When we practice yoga our breathing starts to slow. We take longer breaths, deeper breaths, and we create pauses between the breath. There is an ideal ‘sweet spot’ of breathing somewhere between 3.5 and 6 breaths per minute and yoga helps us get closer to that spot. Taking slower and deeper breaths fills up the lungs’ alveoli, which means more oxygen can enter and more carbon dioxide can leave. The result is healthier lungs, and more oxygen reaching the brain meaning we feel more alive and alert.
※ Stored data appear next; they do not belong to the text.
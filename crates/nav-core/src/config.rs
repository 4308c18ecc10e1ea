//! Engine configuration.
//!
//! Every threshold and time window the engine uses lives here so applications
//! can tune them (for example, scale the off-route tolerance with GPS
//! accuracy) without touching engine code.  Typically loaded from a TOML file
//! by the application and handed to the session builder.

use crate::{NavError, NavResult};

/// Top-level engine configuration.
///
/// `Default` yields the production constants.
#[derive(Clone, Debug, PartialEq)]
#[cfg_attr(feature = "serde", derive(serde::Serialize, serde::Deserialize))]
#[cfg_attr(feature = "serde", serde(default))]
pub struct NavConfig {
    /// Minimum raw movement (metres) since the last tracked position before a
    /// road-snap is requested.
    pub movement_threshold_m: f64,

    /// At most one road-snap request is started per window of this length.
    pub snap_window_ms: i64,

    /// Perpendicular distance from the plan line beyond which a moving
    /// traveler counts as off-route.
    pub off_route_threshold_m: f64,

    /// Minimum spacing between recalculation attempts, and the cooldown after
    /// a failed one.
    pub recalc_cooldown_ms: i64,

    /// Remaining distance below which the traveler counts as arrived.
    pub arrival_threshold_m: f64,

    /// Distance to the upcoming maneuver at which the step index advances.
    pub step_advance_m: f64,

    /// Above this speed the remaining duration is derived from measured
    /// speed; at or below it, from the remaining steps' durations.
    pub min_speed_for_eta_kmh: f64,

    /// Upper bound on any collaborator network call.
    pub request_timeout_ms: u64,

    /// Length of the rendered position transition.
    pub transition_ms: i64,

    /// Period of the session timer that expires cooldowns and flushes
    /// coalesced snap input.
    pub tick_interval_ms: u64,
}

impl Default for NavConfig {
    fn default() -> Self {
        Self {
            movement_threshold_m:  10.0,
            snap_window_ms:        3_000,
            off_route_threshold_m: 30.0,
            recalc_cooldown_ms:    10_000,
            arrival_threshold_m:   70.0,
            step_advance_m:        10.0,
            min_speed_for_eta_kmh: 5.0,
            request_timeout_ms:    15_000,
            transition_ms:         500,
            tick_interval_ms:      1_000,
        }
    }
}

impl NavConfig {
    /// Reject configurations the engine cannot run with.
    pub fn validate(&self) -> NavResult<()> {
        let positive = [
            ("movement_threshold_m",  self.movement_threshold_m),
            ("off_route_threshold_m", self.off_route_threshold_m),
            ("arrival_threshold_m",   self.arrival_threshold_m),
            ("step_advance_m",        self.step_advance_m),
        ];
        for (name, value) in positive {
            if !value.is_finite() || value <= 0.0 {
                return Err(NavError::Config(format!("{name} must be > 0, got {value}")));
            }
        }
        if !self.min_speed_for_eta_kmh.is_finite() || self.min_speed_for_eta_kmh < 0.0 {
            return Err(NavError::Config(format!(
                "min_speed_for_eta_kmh must be >= 0, got {}",
                self.min_speed_for_eta_kmh
            )));
        }
        let windows = [
            ("snap_window_ms",     self.snap_window_ms),
            ("recalc_cooldown_ms", self.recalc_cooldown_ms),
            ("transition_ms",      self.transition_ms),
        ];
        for (name, value) in windows {
            if value < 0 {
                return Err(NavError::Config(format!("{name} must be >= 0, got {value}")));
            }
        }
        if self.request_timeout_ms == 0 {
            return Err(NavError::Config("request_timeout_ms must be > 0".into()));
        }
        if self.tick_interval_ms == 0 {
            return Err(NavError::Config("tick_interval_ms must be > 0".into()));
        }
        Ok(())
    }
}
Breathing is linked to our autonomic nervous system, which controls the involuntary functions of the body. This system pays very close attention to breath as it needs to know how and when to respond i.e. if we choke and can’t breathe the brain knows it only has 3-4 minutes to survive and the body has to act quickly, or if our breath is fast and shallow the brain will interpret this as threat. It follows logic that if we breathe slowly, calmly, and deeply the brain and the body start to relax.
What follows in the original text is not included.